• EXERCISE DIRECTIONS
Return, from the data below, each line that contains the word "window".

(Records drawn from a dataset)
---

//! Scoring tables.
//!
//! Ordered `(term, weight)` lists. Order matters for the event-type keyword
//! fallback, which uses the first matching keyword rather than the highest.

use serde::{Deserialize, Serialize};

/// Risk keywords matched as case-insensitive substrings.
pub const RISK_KEYWORDS: [(&str, f64); 24] = [
    ("powershell", 0.4),
    ("cmd.exe", 0.3),
    ("mimikatz", 0.9),
    ("credential", 0.5),
    ("password", 0.4),
    ("admin", 0.3),
    ("root", 0.3),
    ("sudo", 0.3),
    ("exec", 0.3),
    ("remote", 0.3),
    ("rdp", 0.4),
    ("ssh", 0.3),
    ("login", 0.2),
    ("failed", 0.2),
    ("denied", 0.2),
    ("transfer", 0.3),
    ("download", 0.2),
    ("upload", 0.3),
    ("exploit", 0.8),
    ("payload", 0.7),
    ("shell", 0.4),
    ("backdoor", 0.9),
    ("trojan", 0.9),
    ("malware", 0.9),
];

/// Event categories checked against the lower-cased event type.
pub const EVENT_TYPE_SCORES: [(&str, f64); 7] = [
    ("powershell_exec", 0.4),
    ("remote_login", 0.3),
    ("admin_login", 0.4),
    ("file_transfer", 0.3),
    ("service_start", 0.1),
    ("process_creation", 0.2),
    ("network_connection", 0.2),
];

pub const PRIVILEGED_USERS: [&str; 5] = ["admin", "administrator", "root", "system", "nt authority"];

#[derive(Debug, Clone, PartialEq, Serialize, Deserialize)]
pub struct WeightedTerm {
    pub term: String,
    pub weight: f64,
}

impl WeightedTerm {
    pub fn new(term: impl Into<String>, weight: f64) -> Self {
        Self {
            term: term.into(),
            weight,
        }
    }
}

fn weighted(table: &[(&str, f64)]) -> Vec<WeightedTerm> {
    table.iter().map(|(t, w)| WeightedTerm::new(*t, *w)).collect()
}

#[derive(Debug, Clone, PartialEq, Serialize, Deserialize)]
#[serde(default)]
pub struct ScoringTables {
    /// Applied to a risk keyword found in the event type
    pub event_type_keyword_factor: f64,
    /// Event-type score when nothing matches
    pub base_event_type_score: f64,
    pub privileged_user_score: f64,
    pub off_hours_score: f64,
    /// Off-hours window `[start, end)` in UTC hours, wrapping midnight
    pub off_hours_start: u32,
    pub off_hours_end: u32,

    // Arrays of tables must follow scalars in TOML output
    pub privileged_users: Vec<String>,
    pub risk_keywords: Vec<WeightedTerm>,
    pub event_type_scores: Vec<WeightedTerm>,
}

impl Default for ScoringTables {
    fn default() -> Self {
        Self {
            risk_keywords: weighted(&RISK_KEYWORDS),
            event_type_scores: weighted(&EVENT_TYPE_SCORES),
            privileged_users: PRIVILEGED_USERS.iter().map(|u| u.to_string()).collect(),
            event_type_keyword_factor: 0.8,
            base_event_type_score: 0.1,
            privileged_user_score: 0.3,
            off_hours_score: 0.1,
            off_hours_start: 22,
            off_hours_end: 6,
        }
    }
}

impl ScoringTables {
    /// Parse tables from TOML. Omitted keys keep their defaults.
    pub fn from_toml_str(s: &str) -> Result<Self, toml::de::Error> {
        toml::from_str(s)
    }

    /// Validate weights and hours.
    pub fn validate(&self) -> Result<(), String> {
        let weights = self
            .risk_keywords
            .iter()
            .chain(self.event_type_scores.iter())
            .map(|t| (t.term.as_str(), t.weight))
            .chain([
                ("event_type_keyword_factor", self.event_type_keyword_factor),
                ("base_event_type_score", self.base_event_type_score),
                ("privileged_user_score", self.privileged_user_score),
                ("off_hours_score", self.off_hours_score),
            ]);

        for (name, weight) in weights {
            if !(0.0..=1.0).contains(&weight) {
                return Err(format!("weight for '{}' must be between 0.0 and 1.0, got {}", name, weight));
            }
        }

        if let Some(empty) = self.risk_keywords.iter().chain(self.event_type_scores.iter()).find(|t| t.term.trim().is_empty()) {
            return Err(format!("empty term with weight {}", empty.weight));
        }

        if self.off_hours_start > 23 || self.off_hours_end > 24 {
            return Err(format!(
                "off-hours window {}-{} is not a valid hour range",
                self.off_hours_start, self.off_hours_end
            ));
        }
        Ok(())
    }

    /// Copy with every term lower-cased, so matching only lower-cases input.
    pub(crate) fn normalized(mut self) -> Self {
        for term in self.risk_keywords.iter_mut().chain(self.event_type_scores.iter_mut()) {
            term.term = term.term.to_lowercase();
        }
        for user in self.privileged_users.iter_mut() {
            *user = user.to_lowercase();
        }
        self
    }
}

#[cfg(test)]
mod tests {
    use super::*;

    #[test]
    fn test_defaults_are_valid() {
        let tables = ScoringTables::default();
        assert!(tables.validate().is_ok());
        assert_eq!(tables.risk_keywords.len(), 24);
        assert_eq!(tables.risk_keywords[0].term, "powershell");
        assert_eq!(tables.event_type_scores.len(), 7);
    }

    #[test]
    fn test_partial_toml_keeps_defaults() {
        let tables = ScoringTables::from_toml_str(
            r#"
            off_hours_score = 0.2

            [[risk_keywords]]
            term = "Cobalt"
            weight = 0.9
            "#,
        )
        .unwrap();
        assert_eq!(tables.off_hours_score, 0.2);
        assert_eq!(tables.risk_keywords, vec![WeightedTerm::new("Cobalt", 0.9)]);
        assert_eq!(tables.event_type_scores.len(), 7);
        assert_eq!(tables.normalized().risk_keywords[0].term, "cobalt");
    }

    #[test]
    fn test_validate_rejects_out_of_range_weight() {
        let mut tables = ScoringTables::default();
        tables.risk_keywords.push(WeightedTerm::new("boom", 1.5));
        let err = tables.validate().unwrap_err();
        assert!(err.contains("boom"));
    }

    #[test]
    fn test_validate_rejects_bad_hours_and_empty_terms() {
        let mut tables = ScoringTables::default();
        tables.off_hours_start = 24;
        assert!(tables.validate().is_err());

        let mut tables = ScoringTables::default();
        tables.event_type_scores.push(WeightedTerm::new("  ", 0.1));
        assert!(tables.validate().is_err());
    }
}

---

• EXERCISE RESULT
    /// Off-hours window `[start, end)` in UTC hours, wrapping midnight
                "off-hours window {}-{} is not a valid hour range",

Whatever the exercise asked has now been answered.